3.6.4 Grilles d’analyse

Les origines et la constitution des grilles d’analyse sont présentées en détail dans cette sous-section. De plus, une version synthétisée sous forme de tableau figure à l’annexe 2 pour chacune d’entre elles.

3.6.4.1 Intégration de systèmes

Nous avons développé une proposition théorique afin d’étudier l’intégration de systèmes dans le contexte forestier. Cette proposition, développée à partir de notre revue de la littérature, articule une conception de l’intégration de systèmes appliquée au secteur forestier. Cette proposition théorique a d’ailleurs été présentée en partie dans Morin et al. (2015).

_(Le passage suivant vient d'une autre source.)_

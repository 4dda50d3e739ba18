use std::sync::Arc;

use async_trait::async_trait;

use crate::{AggregateId, AggregateRecord, EventEnvelope, Result, Version};

/// Options for saving an aggregate record.
#[derive(Debug, Clone, Default)]
pub struct SaveOptions {
    /// Version the caller loaded. If None, no version check is performed.
    pub expected_version: Option<Version>,
}

impl SaveOptions {
    /// Creates options with no version check.
    pub fn new() -> Self {
        Self::default()
    }

    /// Expects the stored record to be at a specific version.
    pub fn expect_version(version: Version) -> Self {
        Self {
            expected_version: Some(version),
        }
    }

    /// Expects no record to exist yet.
    pub fn expect_new() -> Self {
        Self {
            expected_version: Some(Version::initial()),
        }
    }
}

/// Persistence port: loads and stores aggregates by identity.
///
/// Implementations must detect concurrent writers: when
/// `options.expected_version` is set and does not match the stored version,
/// `save` fails with `ConcurrencyConflict` and nothing is written.
#[async_trait]
pub trait AggregateStore: Send + Sync {
    /// Returns the latest record for an aggregate, or None if it was never saved.
    async fn find_by_id(&self, aggregate_id: AggregateId) -> Result<Option<AggregateRecord>>;

    /// Stores a record and returns the version assigned to it.
    async fn save(&self, record: AggregateRecord, options: SaveOptions) -> Result<Version>;
}

/// Event publisher port.
///
/// Called once per event, in emission order, after the producing save
/// succeeded. Retrying a failed publish is the caller's decision.
#[async_trait]
pub trait EventPublisher: Send + Sync {
    async fn publish(&self, event: EventEnvelope) -> Result<()>;
}

#[async_trait]
impl<T: AggregateStore + ?Sized> AggregateStore for Arc<T> {
    async fn find_by_id(&self, aggregate_id: AggregateId) -> Result<Option<AggregateRecord>> {
        (**self).find_by_id(aggregate_id).await
    }

    async fn save(&self, record: AggregateRecord, options: SaveOptions) -> Result<Version> {
        (**self).save(record, options).await
    }
}

#[async_trait]
impl<T: EventPublisher + ?Sized> EventPublisher for Arc<T> {
    async fn publish(&self, event: EventEnvelope) -> Result<()> {
        (**self).publish(event).await
    }
}
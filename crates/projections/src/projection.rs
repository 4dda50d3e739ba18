//! Projection trait and position tracking.

use aggregate_store::{EventEnvelope, EventId};
use async_trait::async_trait;

use crate::Result;

/// How far a projection has read into the published event stream.
#[derive(Debug, Clone, Copy, Default, PartialEq, Eq)]
pub struct ProjectionPosition {
    /// Number of events handled, including ones the projection ignored.
    pub events_processed: u64,

    /// Identity of the last event handled.
    pub last_event_id: Option<EventId>,
}

impl ProjectionPosition {
    pub fn zero() -> Self {
        Self::default()
    }

    /// Returns the position after handling `event`.
    pub fn advance(&self, event: &EventEnvelope) -> Self {
        Self {
            events_processed: self.events_processed + 1,
            last_event_id: Some(event.event_id),
        }
    }
}

impl std::fmt::Display for ProjectionPosition {
    fn fmt(&self, f: &mut std::fmt::Formatter<'_>) -> std::fmt::Result {
        write!(f, "position({})", self.events_processed)
    }
}

/// A projection that turns published events into a read model.
///
/// Every event is offered to every projection; a projection that does not
/// care about an event still advances its position.
#[async_trait]
pub trait Projection: Send + Sync {
    /// Returns the name of this projection.
    fn name(&self) -> &'static str;

    /// Handles a single event, updating the projection's read model.
    async fn handle(&self, event: &EventEnvelope) -> Result<()>;

    /// Returns the current position of this projection.
    async fn position(&self) -> ProjectionPosition;

    /// Resets the projection to its initial state.
    async fn reset(&self) -> Result<()>;
}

Proposition théorique : Une tierce partie de type intégrateur-système intervient dans la planification forestière afin de réaliser des tâches d’intégration et de coordination de manière à répondre aux besoins d’approvisionnement d’un groupe d’usines de transformation du bois. (Inspiré de Azouzi et al., 2011, 2012 ; Davies et al., 2007 ; Hobday et al., 2005).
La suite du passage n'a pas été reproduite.